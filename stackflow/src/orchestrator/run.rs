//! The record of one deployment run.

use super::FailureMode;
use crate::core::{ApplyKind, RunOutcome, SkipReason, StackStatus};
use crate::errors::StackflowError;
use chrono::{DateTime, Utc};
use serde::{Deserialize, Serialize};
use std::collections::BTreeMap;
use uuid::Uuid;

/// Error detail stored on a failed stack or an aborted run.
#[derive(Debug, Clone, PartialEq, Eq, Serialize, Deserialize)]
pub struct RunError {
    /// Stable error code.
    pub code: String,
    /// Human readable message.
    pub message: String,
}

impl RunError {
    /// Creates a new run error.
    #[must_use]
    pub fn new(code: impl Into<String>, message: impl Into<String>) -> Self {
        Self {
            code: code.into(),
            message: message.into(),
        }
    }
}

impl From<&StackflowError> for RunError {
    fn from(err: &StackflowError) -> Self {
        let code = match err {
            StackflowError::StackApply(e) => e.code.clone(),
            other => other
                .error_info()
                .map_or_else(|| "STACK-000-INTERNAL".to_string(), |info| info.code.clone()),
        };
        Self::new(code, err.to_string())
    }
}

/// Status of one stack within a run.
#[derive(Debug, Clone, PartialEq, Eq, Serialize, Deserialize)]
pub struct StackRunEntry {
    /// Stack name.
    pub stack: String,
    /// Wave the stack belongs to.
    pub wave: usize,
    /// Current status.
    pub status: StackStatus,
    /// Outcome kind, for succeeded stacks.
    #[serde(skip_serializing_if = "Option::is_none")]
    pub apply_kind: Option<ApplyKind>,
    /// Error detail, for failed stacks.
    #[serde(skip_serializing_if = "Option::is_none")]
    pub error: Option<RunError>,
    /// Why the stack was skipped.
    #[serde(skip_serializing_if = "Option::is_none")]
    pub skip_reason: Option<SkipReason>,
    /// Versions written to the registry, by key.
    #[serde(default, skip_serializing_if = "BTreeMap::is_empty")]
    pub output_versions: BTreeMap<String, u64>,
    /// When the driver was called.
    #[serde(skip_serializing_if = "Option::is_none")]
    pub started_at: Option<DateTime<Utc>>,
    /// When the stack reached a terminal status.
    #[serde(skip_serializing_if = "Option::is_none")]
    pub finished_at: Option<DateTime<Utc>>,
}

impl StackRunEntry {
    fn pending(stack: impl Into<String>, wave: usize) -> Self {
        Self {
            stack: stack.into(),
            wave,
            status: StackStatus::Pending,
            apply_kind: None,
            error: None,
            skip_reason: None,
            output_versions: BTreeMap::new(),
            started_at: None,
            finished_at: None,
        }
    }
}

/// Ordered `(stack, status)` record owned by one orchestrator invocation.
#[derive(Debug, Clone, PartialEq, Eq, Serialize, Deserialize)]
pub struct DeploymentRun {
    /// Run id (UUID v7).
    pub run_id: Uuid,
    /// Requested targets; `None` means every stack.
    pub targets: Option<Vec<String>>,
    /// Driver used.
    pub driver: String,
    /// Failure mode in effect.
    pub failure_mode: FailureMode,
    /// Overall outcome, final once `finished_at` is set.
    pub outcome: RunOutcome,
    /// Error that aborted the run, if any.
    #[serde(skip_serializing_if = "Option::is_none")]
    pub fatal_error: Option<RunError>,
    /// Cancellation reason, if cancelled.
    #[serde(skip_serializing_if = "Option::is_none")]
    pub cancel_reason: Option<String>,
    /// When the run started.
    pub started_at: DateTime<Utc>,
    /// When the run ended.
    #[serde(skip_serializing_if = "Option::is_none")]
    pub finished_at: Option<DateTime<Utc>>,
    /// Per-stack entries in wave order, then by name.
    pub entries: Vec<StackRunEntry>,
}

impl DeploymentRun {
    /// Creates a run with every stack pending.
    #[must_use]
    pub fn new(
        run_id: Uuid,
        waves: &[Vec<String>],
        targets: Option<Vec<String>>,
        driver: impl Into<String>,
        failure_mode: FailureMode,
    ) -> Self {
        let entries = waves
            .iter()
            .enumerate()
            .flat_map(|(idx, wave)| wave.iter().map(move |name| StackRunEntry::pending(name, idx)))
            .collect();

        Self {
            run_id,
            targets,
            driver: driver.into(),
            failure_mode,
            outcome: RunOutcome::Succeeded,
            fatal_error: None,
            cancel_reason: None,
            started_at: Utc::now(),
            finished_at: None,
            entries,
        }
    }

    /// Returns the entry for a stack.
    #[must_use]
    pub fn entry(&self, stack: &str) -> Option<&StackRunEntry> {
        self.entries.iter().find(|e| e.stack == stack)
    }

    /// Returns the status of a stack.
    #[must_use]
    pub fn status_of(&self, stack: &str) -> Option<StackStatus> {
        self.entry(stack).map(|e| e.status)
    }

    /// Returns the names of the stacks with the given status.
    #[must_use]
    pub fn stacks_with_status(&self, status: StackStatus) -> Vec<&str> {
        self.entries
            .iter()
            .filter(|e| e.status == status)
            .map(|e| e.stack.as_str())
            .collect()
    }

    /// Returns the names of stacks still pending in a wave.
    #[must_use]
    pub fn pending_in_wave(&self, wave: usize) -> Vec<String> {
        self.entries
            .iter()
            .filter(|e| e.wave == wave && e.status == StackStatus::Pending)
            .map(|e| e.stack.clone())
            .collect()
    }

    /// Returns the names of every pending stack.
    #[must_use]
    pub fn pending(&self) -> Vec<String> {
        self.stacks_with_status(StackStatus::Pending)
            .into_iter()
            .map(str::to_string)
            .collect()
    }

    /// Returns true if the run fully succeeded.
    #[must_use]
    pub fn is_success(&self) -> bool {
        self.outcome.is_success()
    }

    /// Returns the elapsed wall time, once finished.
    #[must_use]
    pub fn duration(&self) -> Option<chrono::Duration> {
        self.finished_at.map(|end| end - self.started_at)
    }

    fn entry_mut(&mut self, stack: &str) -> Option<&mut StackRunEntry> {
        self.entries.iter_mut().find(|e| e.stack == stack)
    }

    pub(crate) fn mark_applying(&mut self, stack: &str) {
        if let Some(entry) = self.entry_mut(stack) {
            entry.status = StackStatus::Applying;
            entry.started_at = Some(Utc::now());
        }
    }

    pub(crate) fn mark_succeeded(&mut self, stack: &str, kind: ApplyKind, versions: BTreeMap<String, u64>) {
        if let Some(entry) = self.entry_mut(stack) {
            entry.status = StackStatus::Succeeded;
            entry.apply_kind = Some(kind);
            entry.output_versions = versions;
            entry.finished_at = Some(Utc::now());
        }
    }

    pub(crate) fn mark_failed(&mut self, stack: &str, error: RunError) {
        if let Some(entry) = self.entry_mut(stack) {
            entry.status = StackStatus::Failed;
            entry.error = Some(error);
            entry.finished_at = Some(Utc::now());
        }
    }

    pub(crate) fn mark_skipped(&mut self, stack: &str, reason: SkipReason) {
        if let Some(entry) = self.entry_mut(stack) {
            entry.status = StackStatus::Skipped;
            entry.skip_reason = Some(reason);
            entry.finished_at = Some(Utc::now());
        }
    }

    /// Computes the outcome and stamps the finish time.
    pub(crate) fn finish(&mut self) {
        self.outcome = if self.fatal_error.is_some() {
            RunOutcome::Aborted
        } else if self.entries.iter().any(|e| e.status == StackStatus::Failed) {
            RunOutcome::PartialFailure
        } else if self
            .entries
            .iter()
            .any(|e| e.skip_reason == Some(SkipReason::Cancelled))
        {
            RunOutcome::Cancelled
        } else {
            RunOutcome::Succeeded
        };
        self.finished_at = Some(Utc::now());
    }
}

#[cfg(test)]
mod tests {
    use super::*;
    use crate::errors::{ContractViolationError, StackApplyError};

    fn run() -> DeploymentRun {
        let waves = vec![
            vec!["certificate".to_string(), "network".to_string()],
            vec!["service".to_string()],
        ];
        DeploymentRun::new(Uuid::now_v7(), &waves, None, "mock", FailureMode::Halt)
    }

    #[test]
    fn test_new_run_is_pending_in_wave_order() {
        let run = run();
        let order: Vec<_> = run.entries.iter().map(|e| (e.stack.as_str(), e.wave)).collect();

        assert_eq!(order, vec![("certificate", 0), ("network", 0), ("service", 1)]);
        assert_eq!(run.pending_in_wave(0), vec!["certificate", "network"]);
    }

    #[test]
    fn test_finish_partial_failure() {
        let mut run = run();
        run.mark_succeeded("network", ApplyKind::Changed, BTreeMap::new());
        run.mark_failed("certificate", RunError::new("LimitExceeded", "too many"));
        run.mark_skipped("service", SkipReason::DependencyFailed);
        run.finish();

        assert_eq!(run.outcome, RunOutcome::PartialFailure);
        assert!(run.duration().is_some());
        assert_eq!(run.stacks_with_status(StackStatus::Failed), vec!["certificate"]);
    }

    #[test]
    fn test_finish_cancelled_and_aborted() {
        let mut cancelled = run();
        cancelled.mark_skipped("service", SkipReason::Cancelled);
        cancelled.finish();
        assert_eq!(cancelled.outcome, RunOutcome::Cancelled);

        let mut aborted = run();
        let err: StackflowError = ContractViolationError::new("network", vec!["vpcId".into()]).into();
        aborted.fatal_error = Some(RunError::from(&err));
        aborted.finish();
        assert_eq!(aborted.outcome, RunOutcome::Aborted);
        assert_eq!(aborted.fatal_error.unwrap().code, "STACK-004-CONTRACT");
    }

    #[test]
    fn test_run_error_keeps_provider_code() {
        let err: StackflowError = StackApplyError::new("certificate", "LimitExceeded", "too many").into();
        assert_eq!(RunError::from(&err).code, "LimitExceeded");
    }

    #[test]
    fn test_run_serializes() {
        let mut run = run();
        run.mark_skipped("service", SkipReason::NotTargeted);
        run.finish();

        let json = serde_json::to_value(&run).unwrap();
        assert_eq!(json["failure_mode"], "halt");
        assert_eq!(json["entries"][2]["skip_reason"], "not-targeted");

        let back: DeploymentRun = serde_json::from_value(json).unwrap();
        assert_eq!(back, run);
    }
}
...
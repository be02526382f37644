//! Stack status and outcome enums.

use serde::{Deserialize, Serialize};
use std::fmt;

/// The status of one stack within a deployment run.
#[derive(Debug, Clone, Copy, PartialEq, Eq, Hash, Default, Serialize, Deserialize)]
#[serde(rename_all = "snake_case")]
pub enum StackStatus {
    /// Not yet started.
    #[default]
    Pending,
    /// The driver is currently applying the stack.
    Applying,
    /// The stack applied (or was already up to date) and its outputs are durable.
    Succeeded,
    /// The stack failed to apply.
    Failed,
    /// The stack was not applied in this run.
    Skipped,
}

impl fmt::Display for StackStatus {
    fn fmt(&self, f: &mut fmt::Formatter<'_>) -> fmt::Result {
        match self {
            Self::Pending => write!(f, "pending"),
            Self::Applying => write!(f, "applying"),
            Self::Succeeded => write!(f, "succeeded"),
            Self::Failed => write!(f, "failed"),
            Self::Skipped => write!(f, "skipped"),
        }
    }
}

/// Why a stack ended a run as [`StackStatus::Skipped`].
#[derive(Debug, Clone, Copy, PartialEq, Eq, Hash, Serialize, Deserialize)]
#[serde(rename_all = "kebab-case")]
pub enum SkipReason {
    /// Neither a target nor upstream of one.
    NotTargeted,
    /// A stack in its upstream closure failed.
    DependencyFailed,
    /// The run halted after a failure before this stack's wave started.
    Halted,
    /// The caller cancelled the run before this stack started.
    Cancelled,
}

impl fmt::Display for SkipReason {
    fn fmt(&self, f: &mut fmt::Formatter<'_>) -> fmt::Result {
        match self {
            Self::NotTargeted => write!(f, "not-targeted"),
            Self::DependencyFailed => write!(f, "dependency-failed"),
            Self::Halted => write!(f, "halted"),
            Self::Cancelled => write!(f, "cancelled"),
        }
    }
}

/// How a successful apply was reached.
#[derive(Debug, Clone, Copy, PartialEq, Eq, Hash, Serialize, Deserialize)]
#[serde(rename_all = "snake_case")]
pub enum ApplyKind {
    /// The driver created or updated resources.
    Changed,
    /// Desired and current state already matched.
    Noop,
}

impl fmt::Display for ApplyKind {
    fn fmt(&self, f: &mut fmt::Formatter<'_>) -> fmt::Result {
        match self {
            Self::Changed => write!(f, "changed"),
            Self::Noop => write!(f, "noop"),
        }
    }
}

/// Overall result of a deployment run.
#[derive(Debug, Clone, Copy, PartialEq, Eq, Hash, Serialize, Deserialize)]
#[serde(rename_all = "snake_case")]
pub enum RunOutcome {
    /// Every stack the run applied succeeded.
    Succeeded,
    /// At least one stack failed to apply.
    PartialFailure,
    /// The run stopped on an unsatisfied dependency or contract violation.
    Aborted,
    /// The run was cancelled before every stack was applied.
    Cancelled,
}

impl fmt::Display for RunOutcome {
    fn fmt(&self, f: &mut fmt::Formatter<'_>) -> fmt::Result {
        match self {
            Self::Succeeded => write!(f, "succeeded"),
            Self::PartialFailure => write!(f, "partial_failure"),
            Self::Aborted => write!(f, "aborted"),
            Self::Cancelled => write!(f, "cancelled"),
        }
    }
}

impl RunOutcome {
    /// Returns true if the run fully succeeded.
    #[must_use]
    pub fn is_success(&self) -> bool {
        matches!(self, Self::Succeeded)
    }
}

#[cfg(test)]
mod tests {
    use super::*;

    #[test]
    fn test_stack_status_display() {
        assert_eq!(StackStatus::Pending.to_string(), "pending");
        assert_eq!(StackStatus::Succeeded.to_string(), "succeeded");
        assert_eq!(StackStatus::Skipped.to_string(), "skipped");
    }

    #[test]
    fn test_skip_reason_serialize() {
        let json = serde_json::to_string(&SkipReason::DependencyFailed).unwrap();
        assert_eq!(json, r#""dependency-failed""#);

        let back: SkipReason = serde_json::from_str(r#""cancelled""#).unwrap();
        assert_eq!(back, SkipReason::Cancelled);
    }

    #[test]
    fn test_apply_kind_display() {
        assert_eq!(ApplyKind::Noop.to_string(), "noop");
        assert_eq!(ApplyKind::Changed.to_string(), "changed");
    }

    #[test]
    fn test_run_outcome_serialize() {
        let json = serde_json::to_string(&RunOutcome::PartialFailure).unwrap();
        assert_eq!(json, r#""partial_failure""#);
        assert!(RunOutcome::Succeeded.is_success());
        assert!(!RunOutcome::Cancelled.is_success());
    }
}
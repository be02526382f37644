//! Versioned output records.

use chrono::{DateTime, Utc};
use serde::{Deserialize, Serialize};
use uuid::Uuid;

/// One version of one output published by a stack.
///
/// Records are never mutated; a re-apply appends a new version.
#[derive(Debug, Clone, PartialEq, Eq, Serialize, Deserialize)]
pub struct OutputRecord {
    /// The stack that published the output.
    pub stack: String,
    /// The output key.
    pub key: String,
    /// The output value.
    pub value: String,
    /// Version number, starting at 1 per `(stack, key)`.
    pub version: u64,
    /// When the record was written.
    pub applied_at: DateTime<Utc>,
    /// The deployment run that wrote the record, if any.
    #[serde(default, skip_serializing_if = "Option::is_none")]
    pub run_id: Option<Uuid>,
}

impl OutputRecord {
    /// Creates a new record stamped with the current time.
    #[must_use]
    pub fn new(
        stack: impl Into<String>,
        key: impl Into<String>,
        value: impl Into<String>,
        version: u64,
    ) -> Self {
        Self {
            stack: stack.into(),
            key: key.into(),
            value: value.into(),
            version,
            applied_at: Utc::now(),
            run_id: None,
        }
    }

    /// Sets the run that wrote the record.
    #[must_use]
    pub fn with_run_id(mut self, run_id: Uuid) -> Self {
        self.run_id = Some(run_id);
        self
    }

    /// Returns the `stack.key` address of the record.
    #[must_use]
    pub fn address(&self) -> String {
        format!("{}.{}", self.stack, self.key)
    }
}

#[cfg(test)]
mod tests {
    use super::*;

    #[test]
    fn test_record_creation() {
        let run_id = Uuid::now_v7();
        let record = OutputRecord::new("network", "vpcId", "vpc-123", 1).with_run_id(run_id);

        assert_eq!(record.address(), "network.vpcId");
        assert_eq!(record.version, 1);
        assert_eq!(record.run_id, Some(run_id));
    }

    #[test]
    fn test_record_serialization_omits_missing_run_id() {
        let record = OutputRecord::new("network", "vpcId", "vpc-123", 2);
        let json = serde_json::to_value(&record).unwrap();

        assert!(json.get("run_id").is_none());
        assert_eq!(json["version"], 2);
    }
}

EXERCISE DIRECTIONS:
In the records above, locate each line with the word "FailureMode". Copy all such lines.

YOUR SOLUTION:
use super::FailureMode;
    pub failure_mode: FailureMode,
        failure_mode: FailureMode,
        DeploymentRun::new(Uuid::now_v7(), &waves, None, "mock", FailureMode::Halt)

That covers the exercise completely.